Até agora era preciso renovar, a cada seis meses, a imobilização de 210 mil milhões de euros em ativos do Banco Central da Rússia.
Evita-se assim, a partir de agora, o possível veto da Hungria, que levaria a descongelar o dinheiro e obrigaria a UE a devolvê-lo à Rússia.
É, portanto, um passo importante para a Europa poder emprestar dinheiro à Ucrânia. Embora o empréstimo ainda não tenha o acordo dos 27.
Estará em cima da mesa dos líderes na cimeira da próxima quinta-feira. No centro do processo dos ativos russos imobilizados está a Euroclear. A Euroclear é uma instituição financeira sediada em Bruxelas e que detém 185 mil milhões de euros em ativos russos.

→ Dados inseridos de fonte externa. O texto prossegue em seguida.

//! Remote completion backends.
//!
//! The extraction pipeline only needs "prompt in, text out"; everything
//! provider-specific lives behind [`CompletionBackend`].

mod bedrock;
mod ollama;
mod openai;
mod replay;

pub use bedrock::BedrockBackend;
pub use ollama::OllamaBackend;
pub use openai::OpenAIBackend;
pub use replay::ReplayBackend;

use async_trait::async_trait;
use tracing::info;

use crate::config::{BackendKind, ExtractorConfig};
use crate::error::RemoteServiceError;
use crate::TARGET_LLM_REQUEST;

/// Everything a backend needs for one completion.
#[derive(Debug, Clone, PartialEq)]
pub struct CompletionRequest {
    pub prompt: String,
    pub model_id: String,
    pub temperature: f32,
    pub max_tokens: u32,
    pub region: String,
}

#[async_trait]
pub trait CompletionBackend: Send + Sync {
    /// Short name used in logs and error messages.
    fn name(&self) -> &str;

    /// Send one prompt and wait for the raw reply text.
    async fn complete(&self, request: &CompletionRequest) -> Result<String, RemoteServiceError>;
}

#[derive(Debug)]
pub enum LLMClient {
    Bedrock(BedrockBackend),
    Ollama(OllamaBackend),
    OpenAI(OpenAIBackend),
    Replay(ReplayBackend),
}

impl LLMClient {
    /// Build the live backend selected by `config.backend`.
    pub async fn from_config(config: &ExtractorConfig) -> Self {
        match config.backend {
            BackendKind::Bedrock => {
                info!(target: TARGET_LLM_REQUEST, "Using Bedrock in region {}", config.region);
                LLMClient::Bedrock(BedrockBackend::new(&config.region).await)
            }
            BackendKind::Ollama => {
                info!(
                    target: TARGET_LLM_REQUEST,
                    "Connecting to Ollama at {}:{}", config.ollama_host, config.ollama_port
                );
                LLMClient::Ollama(OllamaBackend::new(&config.ollama_host, config.ollama_port))
            }
            BackendKind::OpenAI => {
                info!(target: TARGET_LLM_REQUEST, "Using OpenAI API");
                LLMClient::OpenAI(OpenAIBackend::new(config.openai_api_key.clone()))
            }
        }
    }
}

#[async_trait]
impl CompletionBackend for LLMClient {
    fn name(&self) -> &str {
        match self {
            LLMClient::Bedrock(backend) => backend.name(),
            LLMClient::Ollama(backend) => backend.name(),
            LLMClient::OpenAI(backend) => backend.name(),
            LLMClient::Replay(backend) => backend.name(),
        }
    }

    async fn complete(&self, request: &CompletionRequest) -> Result<String, RemoteServiceError> {
        match self {
            LLMClient::Bedrock(backend) => backend.complete(request).await,
            LLMClient::Ollama(backend) => backend.complete(request).await,
            LLMClient::OpenAI(backend) => backend.complete(request).await,
            LLMClient::Replay(backend) => backend.complete(request).await,
        }
    }
}
pub mod parse;
pub mod schema;
pub mod types;

pub use parse::parse;
pub use schema::{describe_schema, FieldSpec, MENTION_FIELDS};
pub use types::*;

A Rússia já reagiu: o Banco Central lançou uma ação judicial contra a Euroclear para "recuperação de danos" e acusa-a de impedir a libertação dos ativos.
“A nossa proposta é juridicamente sólida e está em total conformidade com o direito comunitário e internacional. Os ativos não são apreendidos e o princípio da imunidade soberana é respeitado”, afirma Valdis Dombrovskis, comissário europeu para a Economia.
Apesar das garantias europeias, a Bélgica continua preocupada com o risco de uma ação judicial russa bem sucedida. O país exige garantias e compromissos claros dos outros Estados-membros para se proteger juridicamente.
O plano de paz continua também em discussão. Volodymyr Zelensky prepara-se para visitar Berlim já na segunda-feira.